Irish singer and opera singer

Alison Margaret Browner (born 22 September 1957) is an Irish mezzo-soprano opera singer.

==Life==
Born in Dublin, Ireland, Browner graduated in Music at Trinity College with a Bachelor of Arts while she also studied singing and violin at the College of Music (now the DIT Conservatory of Music and Drama). Through a scholarship from the German Academic Exchange Service (DAAD) she went to the Hamburg Academy of Music and completed her studies with a recital and concert diploma with Hans Hotter.

Her married name is Alison Gries and she is based in Limburg an der Lahn, Germany.

==Career==
Her singing career began at the Opera Studio of the Bavarian State Opera in Munich, the Staatstheater Darmstadt working with Hans Hotter.

Browner sang in Richard Strauss' Ariadne auf Naxos and the title role in Der Rosenkavalier and the great Mozart and Rossini parts in 1987 as an ensemble member of the National Theatre Mannheim.

Her international breakthrough came at London's Royal Opera House in the title role of Rossini's La Cenerentola. Numerous appearances in major opera houses such as the Brussels opera house La Monnaie and the Vlaamse Opera in Antwerp and Ghent followed. At the Salzburg Festival she performed under Sir John Eliot Gardiner.

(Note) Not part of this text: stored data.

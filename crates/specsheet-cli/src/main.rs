//! Specsheet CLI - Turn price lists into a structured product catalog.

use clap::Parser;
use specsheet_cli::commands;
use specsheet_cli::{Cli, Command, Config, Formatter};
use std::path::PathBuf;
use tracing_subscriber::EnvFilter;

fn main() {
    if let Err(e) = run() {
        eprintln!("Error: {}", e);
        std::process::exit(1);
    }
}

fn run() -> specsheet_cli::Result<()> {
    // Parse CLI arguments
    let cli = Cli::parse();

    // Initialize tracing (log to stderr, RUST_LOG wins over --verbose)
    let default_level = if cli.verbose { "debug" } else { "info" };
    tracing_subscriber::fmt()
        .with_writer(std::io::stderr)
        .with_env_filter(
            EnvFilter::try_from_default_env().unwrap_or_else(|_| EnvFilter::new(default_level)),
        )
        .init();

    // Load config
    let config_path = match &cli.config {
        Some(path) => PathBuf::from(path),
        None => Config::default_path()?,
    };
    let mut config = Config::load_from(&config_path)?;

    // Override profile if specified
    if let Some(profile_name) = cli.profile {
        config.switch_profile(profile_name)?;
    }

    // Determine output format
    let format = cli
        .format
        .map(Into::into)
        .unwrap_or(config.settings.format);

    // Determine color setting
    let color_enabled = !cli.no_color && config.settings.color;

    // Create formatter
    let formatter = Formatter::new(format, color_enabled);

    match cli.command {
        Command::Extract(args) => {
            commands::execute_extract(args, config.get_active_profile()?, &formatter)?;
        }
        Command::Lines(args) => {
            commands::execute_lines(args, config.get_active_profile()?, &formatter)?;
        }
        Command::Lookup(args) => {
            commands::execute_lookup(args, config.get_active_profile()?, &formatter)?;
        }
        Command::Profile(args) => {
            commands::execute_profile(args, &mut config, &config_path, &formatter)?;
        }
    }

    Ok(())
}
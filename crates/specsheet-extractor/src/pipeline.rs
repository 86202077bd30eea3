//! Pipeline entry point

use crate::assembler::{Assembly, RecordAssembler};
use crate::config::ExtractorConfig;
use crate::dedup::{Deduplicator, Merge};
use crate::error::ExtractorError;
use crate::fields::FieldExtractor;
use crate::locator::ImageLocator;
use crate::types::{ExtractionOutcome, LookupResult, RunStats};
use specsheet_domain::traits::{RecordSink, SourceAdapter};
use std::fmt::Display;
use std::time::Instant;
use tracing::{debug, info};

/// Runs read → extract → locate → assemble → deduplicate over a source
pub struct Pipeline {
    assembler: RecordAssembler,
    config: ExtractorConfig,
}

impl Pipeline {
    /// Validate `config` and compile the field rules
    pub fn new(config: ExtractorConfig) -> Result<Self, ExtractorError> {
        config.validate().map_err(ExtractorError::Config)?;
        let extractor = FieldExtractor::new(&config.model_prefix_filter)?;

        Ok(Self {
            assembler: RecordAssembler::new(extractor, config.clone()),
            config,
        })
    }

    /// Configuration in use
    pub fn config(&self) -> &ExtractorConfig {
        &self.config
    }

    /// Extract the deduplicated record collection from `source`
    ///
    /// Any source error aborts the run; nothing partial is returned.
    pub fn run<S>(&self, source: &S) -> Result<ExtractionOutcome, ExtractorError>
    where
        S: SourceAdapter,
        S::Error: Display,
    {
        let start = Instant::now();
        let mut stats = RunStats::default();

        let anchors = source
            .image_anchors()
            .map_err(|e| ExtractorError::Source(e.to_string()))?;
        let locator = ImageLocator::new(&anchors, self.config.image_column_index);
        info!(
            "Starting extraction: {} image anchors on {} rows ({} outside image column {})",
            anchors.len(),
            locator.anchored_rows(),
            locator.off_column(),
            self.config.image_column_index
        );

        let mut dedup = Deduplicator::new();
        let rows = source
            .rows()
            .map_err(|e| ExtractorError::Source(e.to_string()))?;

        for row in rows {
            let row = row.map_err(|e| ExtractorError::Source(e.to_string()))?;
            stats.rows_read += 1;

            match self.assembler.assemble(&row, &locator) {
                Assembly::Record(record) => {
                    stats.records_assembled += 1;
                    if record.image.is_some() {
                        stats.images_located += 1;
                    }
                    let model = record.model.clone();
                    if let Merge::Replaced(position) = dedup.push(record) {
                        debug!(
                            "Row {}: '{}' overwrites record at position {}",
                            row.index, model, position
                        );
                    }
                }
                Assembly::Skipped(reason) => {
                    stats.rows_skipped += 1;
                    debug!("Row {} skipped: {}", row.index, reason);
                }
            }
        }

        stats.duplicates_merged = dedup.merged();
        stats.processing_time_ms = start.elapsed().as_millis() as u64;

        info!(
            "Extraction complete: {} rows read, {} skipped, {} records ({} duplicates merged, {} images)",
            stats.rows_read,
            stats.rows_skipped,
            dedup.len(),
            stats.duplicates_merged,
            stats.images_located
        );

        Ok(ExtractionOutcome {
            records: dedup.into_records(),
            stats,
        })
    }

    /// Run, then hand the finished collection to `sink`
    ///
    /// The sink is only called once the whole run has succeeded.
    pub fn run_into<S, K>(&self, source: &S, sink: &mut K) -> Result<RunStats, ExtractorError>
    where
        S: SourceAdapter,
        S::Error: Display,
        K: RecordSink,
        K::Error: Display,
    {
        let outcome = self.run(source)?;
        sink.write(&outcome.records)
            .map_err(|e| ExtractorError::Sink(e.to_string()))?;
        info!("Wrote {} records", outcome.records.len());
        Ok(outcome.stats)
    }

    /// Find the first row mentioning `model` and assemble it
    pub fn lookup<S>(&self, source: &S, model: &str) -> Result<LookupResult, ExtractorError>
    where
        S: SourceAdapter,
        S::Error: Display,
    {
        let model = model.trim();
        if model.is_empty() {
            return Err(ExtractorError::InvalidInput(
                "model must not be empty".to_string(),
            ));
        }

        let anchors = source
            .image_anchors()
            .map_err(|e| ExtractorError::Source(e.to_string()))?;
        let locator = ImageLocator::new(&anchors, self.config.image_column_index);
        let rows = source
            .rows()
            .map_err(|e| ExtractorError::Source(e.to_string()))?;

        for row in rows {
            let row = row.map_err(|e| ExtractorError::Source(e.to_string()))?;
            if row.contains(model) {
                debug!("Found '{}' at row {}", model, row.index);
                return Ok(LookupResult {
                    record: self.assembler.assemble_as(&row, &locator, model),
                    row_index: row.index,
                    cells: row.values(),
                });
            }
        }

        Err(ExtractorError::ModelNotFound(model.to_string()))
    }
}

Besides opera Browner shows great interest in the recital and concert repertoire. In recent years she has sung the great oratorios and many recitals throughout Europe and abroad. Browner has celebrated success with a broad repertoire with renowned ensembles and conductors as Philippe Herreweghe, Eric Ericson and his chamber choir, the Concerto Köln and many others.

Browner has sung many concerts with the Limburger Domsingknaben where her husband Wilhelm Gries is vocal coach, assistant choir director and conductor.

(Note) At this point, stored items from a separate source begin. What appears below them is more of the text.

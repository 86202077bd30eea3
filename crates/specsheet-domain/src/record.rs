//! Record module - extracted fields and canonical catalog records

use crate::Category;

/// Overall dimensions in millimetres
///
/// All three axes are present together or the whole value is absent.
#[derive(Debug, Clone, Copy, PartialEq, Eq, Hash)]
pub struct Dimensions {
    /// Length in millimetres
    pub length_mm: u32,

    /// Width in millimetres
    pub width_mm: u32,

    /// Height in millimetres
    pub height_mm: u32,
}

impl Dimensions {
    /// Create dimensions from the three axes
    pub fn new(length_mm: u32, width_mm: u32, height_mm: u32) -> Self {
        Self {
            length_mm,
            width_mm,
            height_mm,
        }
    }
}

/// Attributes parsed from a free-text spec blob
///
/// Every field is independently nullable: `None` means the pattern did not
/// match, never zero. Values are immutable once produced.
#[derive(Debug, Clone, Default, PartialEq)]
pub struct ExtractedFields {
    /// Electrical power in watts
    pub power_w: Option<u32>,

    /// Luminous flux in lumens
    pub lumens: Option<u32>,

    /// Ingress protection rating, normalized as `IPnn`
    pub ip_rating: Option<String>,

    /// Product category from the vocabulary
    pub category: Option<Category>,

    /// Overall dimensions
    pub dimensions_mm: Option<Dimensions>,

    /// Mass in kilograms
    pub weight_kg: Option<f64>,

    /// Warranty period in years
    pub warranty_years: Option<u32>,

    /// Model identifier
    pub model: Option<String>,
}

impl ExtractedFields {
    /// Supply the model out-of-band (e.g. from a dedicated identifier column)
    ///
    /// # Examples
    ///
    /// ```
    /// use specsheet_domain::ExtractedFields;
    ///
    /// let fields = ExtractedFields::default().with_model("NRG-PRO-100");
    /// assert_eq!(fields.model.as_deref(), Some("NRG-PRO-100"));
    /// assert!(fields.power_w.is_none());
    /// ```
    pub fn with_model(mut self, model: impl Into<String>) -> Self {
        self.model = Some(model.into());
        self
    }

    /// Whether no pattern matched at all (ignoring the model)
    pub fn is_empty(&self) -> bool {
        self.power_w.is_none()
            && self.lumens.is_none()
            && self.ip_rating.is_none()
            && self.category.is_none()
            && self.dimensions_mm.is_none()
            && self.weight_kg.is_none()
            && self.warranty_years.is_none()
    }
}

/// One canonical product entry
///
/// Created once per row by the assembler; the deduplicator may overwrite it
/// in place when a later row shares its `model`. Downstream of
/// deduplication it is read-only.
#[derive(Debug, Clone, PartialEq)]
pub struct CatalogRecord {
    /// Unique key: non-empty, trimmed model identifier
    pub model: String,

    /// Display name; mirrors `model` when no distinct name exists
    pub name: String,

    /// Parsed attributes
    pub fields: ExtractedFields,

    /// Payload of the image anchored to the record's row, if any
    pub image: Option<Vec<u8>>,

    /// Bounded preview of the spec blob the fields were parsed from
    pub raw: String,

    /// Retail price, when a price column is configured and parses
    pub price_retail: Option<f64>,

    /// Wholesale price, when a price column is configured and parses
    pub price_wholesale: Option<f64>,
}

impl CatalogRecord {
    /// Create a record with no image and no prices
    pub fn new(model: impl Into<String>, fields: ExtractedFields, raw: impl Into<String>) -> Self {
        let model = model.into();
        Self {
            name: model.clone(),
            model,
            fields,
            image: None,
            raw: raw.into(),
            price_retail: None,
            price_wholesale: None,
        }
    }
}

/// Cut `text` down to at most `limit` characters
///
/// Counts characters rather than bytes so multi-byte text (Cyrillic unit
/// tokens, `×`) is never split mid-codepoint.
///
/// # Examples
///
/// ```
/// use specsheet_domain::record::truncate_preview;
///
/// assert_eq!(truncate_preview("Прожектор 100Вт", 9), "Прожектор");
/// assert_eq!(truncate_preview("short", 200), "short");
/// ```
pub fn truncate_preview(text: &str, limit: usize) -> String {
    match text.char_indices().nth(limit) {
        Some((cut, _)) => text[..cut].to_string(),
        None => text.to_string(),
    }
}


#[cfg(test)]
mod proptests {
    use super::*;
    use proptest::prelude::*;

    proptest! {
        /// Property: the preview never exceeds the limit and is always a prefix
        #[test]
        fn test_truncate_preview_is_bounded_prefix(text in "\\PC{0,300}", limit in 0usize..250) {
            let preview = truncate_preview(&text, limit);
            prop_assert!(preview.chars().count() <= limit);
            prop_assert!(text.starts_with(&preview));
            if text.chars().count() <= limit {
                prop_assert_eq!(preview, text);
            }
        }
    }
}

Browner's repertoire includes numerous works from the Baroque period (including Bach and Handel), classical (including Haydn, Mozart, Beethoven), Romanticism (including Mendelssohn, Brahms, Schubert, Strauss) and modernity (including Schoenberg, Boulez).

==Discography (selection)==
- Johann Sebastian Bach: Cantata Herz und Mund und Tat und Leben, BWV 147; Joseph Haydn: Missa in Angustiis, Hob. 11 (Nelson Mass). Performed by: Ulrike Sonntag (soprano), Alison Browner (alto) Adalbert Kraus (tenor), Ernst Gerold Schramm (bass), Collegium Instrumentale Alois Kottmann, Alois Kottmann (violin), Figuralchor Hessischer Rundfunk, Alois Ickstadt (conductor). Melisma 726.
- Johann Sebastian Bach: St John Passion, BWV 245. Performers: Ulrike Sonntag (soprano), Alison Browner (alto), Adalbert Kraus (tenor), Ernst Gerold Schramm (bass), Collegium Instrumentale Alois Kottmann, Alois Kottmann (violin), the Figuralchor Hessian broadcasting, Alois Ickstadt (conductor). Melisma 7058.
- Johann Sebastian Bach: Mass in B minor, BWV 232. Performers: Ulrike Sonntag (soprano), Alison Browner (alto) Adalbert Kraus (tenor), Ernst Gerold Schramm (bass), Collegium Instrumentale Alois Kottmann, Alois Kottmann (violin), Figuralchor Hessischer Rundfunk, conducted by Alois Ickstadt. Melisma 7023-2.